# Newbie needs advice



## Clovers_Clan (Jul 17, 2012)

Ok, I have rooed/shorn Pierre my shetland sheep wether . The sweet darling gave me three bags of the softest, fluffiest heather grey lambs wool. Staple length about 2.5-3". I can't wait to start carding and spinning and need some advice. I'm a complete newbie, just watched a few youtube videos. What are some good suppliers to order from? Which cards, combs and drop spindles are best suited to a beginner spinning fine textured, longish, primitive fleeces? Since the majority of the wool was rooed, its in open individual locks. Would spinning in the grease be a better choice? if so how/when to wash? The yarn or completed garment? What temp? I separated the fine wool from the long britch wool. Which would be easiest to learn with?


----------



## rosalind (Oct 6, 2014)

There are many ways you could go with this (which is why fiber is so FUN!)

As a beginner, I would recommend not purchasing too much until you've had a chance to decide what you like. If you can join a local fiber group, you may be able to borrow or rent equipment - our fiber group has spinning wheels, drop spindles, books, carders, etc. for rent plus lots of knowledgeable ladies. 

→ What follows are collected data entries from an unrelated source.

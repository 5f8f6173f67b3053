//! Partition strategy resolution for the unattended installer.
//!
//! The observed target-disk layout is classified by exactly one function,
//! [`classify`], and [`resolve`] turns that class (or an explicit override)
//! into a [`PartitionPlan`]. Erasing the whole disk is never chosen without
//! the operator's explicit confirmation: resolution fails instead.

use anyhow::{Context, Result};
use serde::{Deserialize, Deserializer};
use std::fmt;
use std::str::FromStr;
use thiserror::Error;

use crate::config::PartitionInputs;
use crate::process::Cmd;

pub const GIB: u64 = 1024 * 1024 * 1024;

/// Smallest gap worth installing into alongside another OS.
pub const MIN_FREE_SPACE_GIB: u64 = 25;

/// Swap bounds in GiB.
pub const SWAP_MIN_GIB: u64 = 2;
pub const SWAP_MAX_GIB: u64 = 4;

/// More partitions than this is treated as an ambiguous table.
const MAX_SIMPLE_PARTITIONS: usize = 4;

/// EFI system partitions are small vfat volumes that every OS shares.
const ESP_MAX_BYTES: u64 = 2 * GIB;

#[derive(Debug, Error)]
pub enum PartitionError {
    #[error(
        "erasing {device} requires explicit confirmation \
         (pass --dangerously-erase-target-disk or set EMCOMM_CONFIRM_ERASE=1)"
    )]
    DestructiveUnconfirmed { device: String },

    #[error("{device} has {free_gib} GiB free, at least {needed_gib} GiB is needed")]
    InsufficientFreeSpace {
        device: String,
        free_gib: u64,
        needed_gib: u64,
    },

    #[error("unknown partition strategy '{0}' (expected reuse-partition, entire-disk or free-space)")]
    UnknownStrategy(String),
}

/// How the installer should treat the target disk.
#[derive(Debug, Clone, Copy, PartialEq, Eq)]
pub enum PartitionStrategy {
    /// Format an existing Linux partition as the new root; nothing else touched.
    ReusePartition,
    /// Wipe the disk and lay out a fresh table. Destructive.
    EntireDisk,
    /// Install into unallocated space next to another OS.
    FreeSpace,
}

impl fmt::Display for PartitionStrategy {
    fn fmt(&self, f: &mut fmt::Formatter<'_>) -> fmt::Result {
        match self {
            PartitionStrategy::ReusePartition => write!(f, "reuse-partition"),
            PartitionStrategy::EntireDisk => write!(f, "entire-disk"),
            PartitionStrategy::FreeSpace => write!(f, "free-space"),
        }
    }
}

impl FromStr for PartitionStrategy {
    type Err = PartitionError;

    fn from_str(s: &str) -> Result<Self, Self::Err> {
        match s.trim().to_ascii_lowercase().as_str() {
            "reuse" | "reuse-partition" => Ok(PartitionStrategy::ReusePartition),
            "entire-disk" | "erase" => Ok(PartitionStrategy::EntireDisk),
            "free-space" | "alongside" => Ok(PartitionStrategy::FreeSpace),
            other => Err(PartitionError::UnknownStrategy(other.to_string())),
        }
    }
}

/// What a partition's filesystem says about its owner.
#[derive(Debug, Clone, Copy, PartialEq, Eq)]
pub enum PartitionRole {
    /// ext4/btrfs/xfs: a candidate root for reuse.
    Linux,
    /// Linux swap.
    Swap,
    /// Shared EFI system partition.
    EfiSystem,
    /// NTFS, exFAT, APFS, HFS+, large FAT volumes.
    Foreign,
    /// LVM, RAID, LUKS, extended containers: never auto-handled.
    Container,
    /// No recognisable filesystem.
    Unknown,
}

/// One partition as observed on the target disk.
#[derive(Debug, Clone, PartialEq, Eq)]
pub struct ObservedPartition {
    pub path: String,
    pub size_bytes: u64,
    pub fstype: Option<String>,
    pub parttype: Option<String>,
}

impl ObservedPartition {
    pub fn role(&self) -> PartitionRole {
        if let Some(pt) = self.parttype.as_deref() {
            // MBR extended containers
            if matches!(pt, "0x5" | "0xf" | "0x85") {
                return PartitionRole::Container;
            }
        }
        match self.fstype.as_deref().map(str::to_ascii_lowercase).as_deref() {
            Some("ext4" | "ext3" | "ext2" | "btrfs" | "xfs") => PartitionRole::Linux,
            Some("swap") => PartitionRole::Swap,
            Some("vfat") if self.size_bytes <= ESP_MAX_BYTES => PartitionRole::EfiSystem,
            Some("vfat" | "ntfs" | "exfat" | "apfs" | "hfsplus" | "bitlocker") => {
                PartitionRole::Foreign
            }
            Some("lvm2_member" | "linux_raid_member" | "crypto_luks" | "zfs_member") => {
                PartitionRole::Container
            }
            _ => PartitionRole::Unknown,
        }
    }
}

/// The target disk as observed at build time.
#[derive(Debug, Clone, PartialEq, Eq)]
pub struct DiskLayout {
    pub device: String,
    pub size_bytes: u64,
    /// Partition table type (`gpt`, `dos`), `None` if the disk is blank.
    pub table: Option<String>,
    pub partitions: Vec<ObservedPartition>,
}

impl DiskLayout {
    /// Unallocated bytes (approximation: disk size minus partition sizes).
    pub fn free_bytes(&self) -> u64 {
        let used: u64 = self.partitions.iter().map(|p| p.size_bytes).sum();
        self.size_bytes.saturating_sub(used)
    }

    fn largest_linux_partition(&self) -> Option<&ObservedPartition> {
        self.partitions
            .iter()
            .filter(|p| p.role() == PartitionRole::Linux)
            .max_by_key(|p| p.size_bytes)
    }
}

/// Classification of an observed layout.
#[derive(Debug, Clone, Copy, PartialEq, Eq)]
pub enum LayoutClass {
    /// No partitions at all.
    Empty,
    /// Another OS is present and there is room next to it.
    ForeignWithFreeSpace,
    /// Only Linux-compatible partitions in a simple table.
    Compatible,
    /// Anything else.
    Complex,
}

impl LayoutClass {
    /// Strategy that auto-detection picks for this class.
    pub fn default_strategy(self) -> PartitionStrategy {
        match self {
            LayoutClass::Empty => PartitionStrategy::EntireDisk,
            LayoutClass::ForeignWithFreeSpace => PartitionStrategy::FreeSpace,
            LayoutClass::Compatible | LayoutClass::Complex => PartitionStrategy::ReusePartition,
        }
    }
}

/// Classify a disk layout.
pub fn classify(layout: &DiskLayout) -> LayoutClass {
    if layout.partitions.is_empty() {
        return LayoutClass::Empty;
    }

    let table_known = matches!(layout.table.as_deref(), Some("gpt" | "dos"));
    let roles: Vec<PartitionRole> = layout.partitions.iter().map(|p| p.role()).collect();

    if !table_known
        || layout.partitions.len() > MAX_SIMPLE_PARTITIONS
        || roles.contains(&PartitionRole::Container)
    {
        return LayoutClass::Complex;
    }

    let has_linux = roles.contains(&PartitionRole::Linux);
    let has_foreign = roles.contains(&PartitionRole::Foreign);
    let enough_free = layout.free_bytes() >= MIN_FREE_SPACE_GIB * GIB;

    match (has_linux, has_foreign) {
        (false, true) if enough_free => LayoutClass::ForeignWithFreeSpace,
        (true, false) => LayoutClass::Compatible,
        _ => LayoutClass::Complex,
    }
}

/// Swap size for the new installation: 25% of available space clamped to
/// [`SWAP_MIN_GIB`, `SWAP_MAX_GIB`]. An explicit override always wins.
pub fn swap_size_gib(available_gib: u64, override_gib: Option<u64>) -> u64 {
    match override_gib {
        Some(explicit) => explicit,
        None => (available_gib / 4).clamp(SWAP_MIN_GIB, SWAP_MAX_GIB),
    }
}

/// Fail closed when a destructive strategy lacks confirmation.
pub fn require_confirmation(
    strategy: PartitionStrategy,
    inputs: &PartitionInputs,
    device: &str,
) -> Result<(), PartitionError> {
    if strategy == PartitionStrategy::EntireDisk && !inputs.confirm_erase {
        return Err(PartitionError::DestructiveUnconfirmed {
            device: device.to_string(),
        });
    }
    Ok(())
}

/// Resolved partitioning decision.
#[derive(Debug, Clone, PartialEq, Eq)]
pub struct PartitionPlan {
    pub strategy: PartitionStrategy,
    pub device: String,
    /// Partition reused as root (reuse-partition only). `None` leaves the
    /// choice to the operator at install time.
    pub target_partition: Option<String>,
    pub swap_gib: u64,
    pub root_gib: u64,
}

/// Decide how to partition `layout`.
pub fn resolve(
    layout: &DiskLayout,
    inputs: &PartitionInputs,
) -> Result<PartitionPlan, PartitionError> {
    let class = classify(layout);
    let strategy = inputs
        .strategy_override
        .unwrap_or_else(|| class.default_strategy());

    require_confirmation(strategy, inputs, &layout.device)?;

    let (available_bytes, target_partition) = match strategy {
        PartitionStrategy::EntireDisk => (layout.size_bytes, None),
        PartitionStrategy::FreeSpace => {
            let free = layout.free_bytes();
            if free < MIN_FREE_SPACE_GIB * GIB {
                return Err(PartitionError::InsufficientFreeSpace {
                    device: layout.device.clone(),
                    free_gib: free / GIB,
                    needed_gib: MIN_FREE_SPACE_GIB,
                });
            }
            (free, None)
        }
        PartitionStrategy::ReusePartition => match layout.largest_linux_partition() {
            Some(p) => (p.size_bytes, Some(p.path.clone())),
            None => (0, None),
        },
    };

    let available_gib = available_bytes / GIB;
    let swap_gib = swap_size_gib(available_gib, inputs.swap_gib_override);
    Ok(PartitionPlan {
        strategy,
        device: layout.device.clone(),
        target_partition,
        swap_gib,
        root_gib: available_gib.saturating_sub(swap_gib),
    })
}

// =============================================================================
// Probing
// =============================================================================

#[derive(Debug, Deserialize)]
struct LsblkOutput {
    blockdevices: Vec<LsblkDevice>,
}

#[derive(Debug, Deserialize)]
struct LsblkDevice {
    path: String,
    #[serde(deserialize_with = "de_size")]
    size: u64,
    #[serde(rename = "type")]
    kind: String,
    fstype: Option<String>,
    parttype: Option<String>,
    pttype: Option<String>,
    #[serde(default)]
    children: Vec<LsblkDevice>,
}

/// lsblk prints sizes as numbers in newer releases and strings in older ones.
fn de_size<'de, D: Deserializer<'de>>(d: D) -> Result<u64, D::Error> {
    #[derive(Deserialize)]
    #[serde(untagged)]
    enum Size {
        Num(u64),
        Str(String),
    }
    match Size::deserialize(d)? {
        Size::Num(n) => Ok(n),
        Size::Str(s) => s.trim().parse().map_err(serde::de::Error::custom),
    }
}

/// Parse `lsblk -J -b` output for a single disk.
pub fn parse_lsblk(json: &str) -> Result<DiskLayout> {
    let out: LsblkOutput = serde_json::from_str(json).context("Failed to parse lsblk JSON")?;
    let disk = out
        .blockdevices
        .into_iter()
        .find(|d| d.kind == "disk")
        .context("lsblk reported no disk device")?;

    let partitions = disk
        .children
        .iter()
        .filter(|c| c.kind == "part")
        .map(|c| ObservedPartition {
            path: c.path.clone(),
            size_bytes: c.size,
            fstype: c.fstype.clone(),
            parttype: c.parttype.clone(),
        })
        .collect();

    Ok(DiskLayout {
        device: disk.path,
        size_bytes: disk.size,
        table: disk.pttype,
        partitions,
    })
}

/// Observe the layout of `device` on the build host.
pub fn probe_disk(device: &str) -> Result<DiskLayout> {
    let result = Cmd::new("lsblk")
        .args(["-J", "-b", "-o", "NAME,PATH,SIZE,TYPE,FSTYPE,PARTTYPE,PTTYPE"])
        .arg(device)
        .error_msg(format!("lsblk could not inspect {}", device))
        .run()?;
    parse_lsblk(&result.stdout)
}
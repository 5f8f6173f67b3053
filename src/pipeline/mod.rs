//! Customization pipeline.
//!
//! An ordered list of [`Stage`]s driven by one loop. Stages run strictly in
//! list order and never depend on a later stage. Contiguous stages that need
//! the chroot share one [`ChrootSession`], acquired right before the first of
//! them and released right after the last; a fatal failure releases it before
//! the error leaves [`Pipeline::run`].

pub mod steps;

use anyhow::Result;
use std::path::{Path, PathBuf};
use std::sync::atomic::{AtomicBool, Ordering};
use std::sync::Arc;
use std::time::Duration;
use tracing::{error, info, warn};

use crate::chroot::{ChrootSession, MountSet, Mounter, SystemMounter};
use crate::config::BuildConfig;
use crate::error::{BuildError, ErrorClass};
use crate::extract::ExtractedImage;
use crate::release::ResolvedRelease;
use crate::timing::{format_duration, Timer};

/// Everything a stage may read. Stages never mutate the configuration.
pub struct BuildContext<'a> {
    pub config: &'a BuildConfig,
    pub release: &'a ResolvedRelease,
    pub image: &'a ExtractedImage,
    /// Cached base installer image (boot records are replayed from it).
    pub base_image: &'a Path,
    /// Cached vendor payload tarball.
    pub payload: &'a Path,
}

impl BuildContext<'_> {
    pub fn rootfs(&self) -> &Path {
        &self.image.rootfs
    }

    pub fn iso_tree(&self) -> &Path {
        &self.image.iso_tree
    }

    /// Final image path under the output directory.
    pub fn output_image(&self) -> PathBuf {
        self.config.output_dir.join(self.release.image_filename())
    }
}

/// What a stage did when it returned `Ok`.
#[derive(Debug, Clone, PartialEq, Eq)]
pub enum StageStatus {
    Applied,
    /// Nothing to do (feature not configured, template absent, ...).
    Skipped(String),
}

/// One customization step.
pub trait Stage {
    fn name(&self) -> &'static str;

    /// `Some(class)` makes a failure abort the build as that class of
    /// error; `None` downgrades failures to warnings.
    fn failure_class(&self) -> Option<ErrorClass> {
        None
    }

    fn fatal(&self) -> bool {
        self.failure_class().is_some()
    }

    fn requires_chroot(&self) -> bool {
        false
    }

    /// Whether the stage runs at all for this configuration.
    fn enabled(&self, _config: &BuildConfig) -> bool {
        true
    }

    /// Apply the stage. Must be idempotent: applying twice leaves the tree
    /// as applying once. `chroot` is mounted when `requires_chroot()`.
    fn apply(&self, ctx: &BuildContext<'_>, chroot: Option<&mut ChrootSession>) -> Result<StageStatus>;
}

/// Recorded result of one stage.
#[derive(Debug, Clone, PartialEq, Eq)]
pub enum StageOutcome {
    Applied,
    Skipped(String),
    /// Best-effort failure, carried as a warning.
    Warned(String),
}

#[derive(Debug, Clone)]
pub struct StageRecord {
    pub name: &'static str,
    pub outcome: StageOutcome,
    pub elapsed: Duration,
}

/// Per-stage results of a completed run.
#[derive(Debug, Clone, Default)]
pub struct PipelineReport {
    pub records: Vec<StageRecord>,
}

impl PipelineReport {
    pub fn warnings(&self) -> Vec<&StageRecord> {
        self.records
            .iter()
            .filter(|r| matches!(r.outcome, StageOutcome::Warned(_)))
            .collect()
    }

    pub fn outcome(&self, name: &str) -> Option<&StageOutcome> {
        self.records.iter().find(|r| r.name == name).map(|r| &r.outcome)
    }

    pub fn print(&self) {
        println!("\nStages:");
        for r in &self.records {
            let (tag, detail) = match &r.outcome {
                StageOutcome::Applied => ("OK", String::new()),
                StageOutcome::Skipped(why) => ("SKIP", format!(" ({})", why)),
                StageOutcome::Warned(why) => ("WARN", format!(" ({})", why)),
            };
            println!(
                "  [{:4}] {:<16} {:>7}{}",
                tag,
                r.name,
                format_duration(r.elapsed),
                detail
            );
        }
        let warned = self.warnings().len();
        if warned > 0 {
            println!("  {} stage(s) finished with warnings", warned);
        }
    }
}

type MounterFactory = Box<dyn Fn() -> Box<dyn Mounter>>;

/// The stage list plus what it needs to run.
pub struct Pipeline {
    stages: Vec<Box<dyn Stage>>,
    mounter: MounterFactory,
    interrupt: Arc<AtomicBool>,
}

impl Pipeline {
    pub fn new(stages: Vec<Box<dyn Stage>>) -> Self {
        Self {
            stages,
            mounter: Box::new(|| Box::new(SystemMounter)),
            interrupt: crate::interrupt::flag(),
        }
    }

    /// Replace how chroot mounts are performed.
    pub fn with_mounter(mut self, factory: impl Fn() -> Box<dyn Mounter> + 'static) -> Self {
        self.mounter = Box::new(factory);
        self
    }

    pub fn with_interrupt(mut self, flag: Arc<AtomicBool>) -> Self {
        self.interrupt = flag;
        self
    }

    pub fn stages(&self) -> &[Box<dyn Stage>] {
        &self.stages
    }

    /// Run every stage in order.
    pub fn run(&self, ctx: &BuildContext<'_>) -> Result<PipelineReport, BuildError> {
        let mut report = PipelineReport::default();
        let mut session: Option<ChrootSession> = None;

        for stage in &self.stages {
            if self.interrupt.load(Ordering::SeqCst) {
                release_after_failure(&mut session);
                warn!(next = stage.name(), "interrupted, stopping before next stage");
                return Err(BuildError::Interrupted);
            }

            if !stage.enabled(ctx.config) {
                info!(stage = stage.name(), "disabled for this build");
                report.records.push(StageRecord {
                    name: stage.name(),
                    outcome: StageOutcome::Skipped("disabled".into()),
                    elapsed: Duration::ZERO,
                });
                continue;
            }

            if stage.requires_chroot() {
                if session.is_none() {
                    let mut s = ChrootSession::new(MountSet::standard(ctx.rootfs()), (self.mounter)());
                    match s.acquire() {
                        Ok(()) => session = Some(s),
                        Err(e) if stage.fatal() => {
                            error!(stage = stage.name(), error = %format!("{:#}", e), "chroot unavailable");
                            return Err(ErrorClass::ChrootInstall.wrap(&e));
                        }
                        Err(e) => {
                            warn!(stage = stage.name(), error = %format!("{:#}", e), "chroot unavailable, skipping stage");
                            report.records.push(StageRecord {
                                name: stage.name(),
                                outcome: StageOutcome::Warned(format!("chroot unavailable: {:#}", e)),
                                elapsed: Duration::ZERO,
                            });
                            continue;
                        }
                    }
                }
            } else {
                release(&mut session)?;
            }

            info!(stage = stage.name(), "stage starting");
            let timer = Timer::start(stage.name());
            let result = stage.apply(ctx, session.as_mut());
            let elapsed = timer.finish();

            let outcome = match result {
                Ok(StageStatus::Applied) => StageOutcome::Applied,
                Ok(StageStatus::Skipped(why)) => {
                    info!(stage = stage.name(), reason = %why, "stage skipped");
                    StageOutcome::Skipped(why)
                }
                Err(e) => match stage.failure_class() {
                    Some(class) => {
                        release_after_failure(&mut session);
                        error!(stage = stage.name(), error = %format!("{:#}", e), "fatal stage failed");
                        return Err(class.wrap(&e));
                    }
                    None => {
                        warn!(stage = stage.name(), error = %format!("{:#}", e), "stage failed, continuing");
                        StageOutcome::Warned(format!("{:#}", e))
                    }
                },
            };
            report.records.push(StageRecord {
                name: stage.name(),
                outcome,
                elapsed,
            });
        }

        release(&mut session)?;
        Ok(report)
    }
}

/// Release the chroot. A mount point that stays mounted is fatal: no later
/// stage may pack or delete a root filesystem with host trees inside it.
fn release(session: &mut Option<ChrootSession>) -> Result<(), BuildError> {
    let Some(mut s) = session.take() else {
        return Ok(());
    };
    match s.release() {
        0 => Ok(()),
        leftover => Err(BuildError::ChrootInstall(format!(
            "{} mount point(s) under {} could not be unmounted; run `sudo umount -R {}` before building again",
            leftover,
            s.root().display(),
            s.root().display()
        ))),
    }
}

/// Release on a path that already carries an error; leftover mounts are
/// logged and the original error wins.
fn release_after_failure(session: &mut Option<ChrootSession>) {
    if let Err(e) = release(session) {
        error!(error = %e, "chroot not fully released");
    }
}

If the wool's fairly clean, you could try spinning in the grease. I much prefer keeping the lanolin in, so I "wash" with mild soap by soaking the fleece in 90F soapy water for 15-30 min., drain, transfer fleece to tub of 90F rinse water, soak a few minutes, transfer and rinse again. Be careful not to agitate. 

You can dry it on a screen or mesh surface. This time of year, I put it near a fireplace (not too close, but where it will dry within a day or two).

Your cheapest processing would be to buy a dog comb and gently brush out the locks. From there you could spin it! You could invest in hand carders or a drum carder, but that gets back to my original suggestion of finding out what you want first and looking around for used equipment. Ravelry.com has a lot of good used equipment for sale.

A drop spindle would be a cheap way to begin spinning (I am NOT a drop spindle fan, so someone else will have to advise you on that! LOL). I prefer the spinning wheel, and it takes a while to practice. Plan on your yarn being very "bulky" at first. We call it "art yarn"

Once spun, you'll want to rinse it again and hang the skein to dry. I wrap a hand towel around the bottom of the skein to apply a tiny bit of weight so it dries straight (not curled).


----------



## romysbaskets (Aug 29, 2009)

I started out with fiber that was up to 11 inches long. I used dog brushes after a very long process of cleaning. I love the look of your wool....beautiful! I am one of those spinners who loves long hair wool fleece.  Spinning with a spindle is how I started and made my first yarns. They were thick until I stopped being shy about drafting the wool thinner. With the long locks, I think it is easier to start with. I have spun with very short fiber and very long..I prefer the long fibers. My yarn became pretty even with the spindle and I found the spinning wheel a very easy transition afterward. I think the expense of a spindle being so reasonable is a good choice to start. Youtube is how I have learned everything. However the advice here has been so helpful!

If you have watched the videos with spindles...you can see the different ways folks spin with them to see what works for you. Spinning wheels involve coordinating the pedaling speed to the drafting speed to the proper twist. It takes more time to learn how to use a wheel. In addition to the expense of a wheel. There is more to a spinning wheel for sure then a drop spindle......I can't justify buying a drum carder myself but you are the one with the sheep and may sell your fleece or roving. I would recommend doing this the basic way first with little investment in tools. Yours looks very easy to card to me and dog brushes should do very well! There are carding brushes on ebay or etsy used for less.....

I like to wash mine first...which I do a good picking first of any VM, then I rinse soak it first press or spin the water out...then a hot soapy soak, then a couple hot water soaks to rinse with a spin last. I am careful not to agitate the wool. I press the water out and use my washing machine on spin to get the rest of the water out..you must take care if you use your washing machine. Use only on the spin setting. 

My drop spindle is wonderful, has done hundreds of skeins...shows no wear..

Here is where I got mine from a nice retired wood worker....Bill. the small size is 1 ounce size for $11 shipped...that is for lace weight yarn..however I prefer the larger size for most of my yarn spinning 2.4 ounce for $15 shipped:

[email protected]


----------



## Clovers_Clan (Jul 17, 2012)

Thank you so much for all the great advice! I borrowed a top whorl drop spindle from a friend and managed to do a little experimenting. I've sort of figured out park and draft with the uncarded, unwashed locks. Not pretty, but I'm getting the hang of it. I'm going to try out the dog brushes as suggested! Carders are really expensive and I'm hesitant to buy until I know better what I need. Romysbaskets, you spindle is beautiful, I will look into ordering one of those.


----------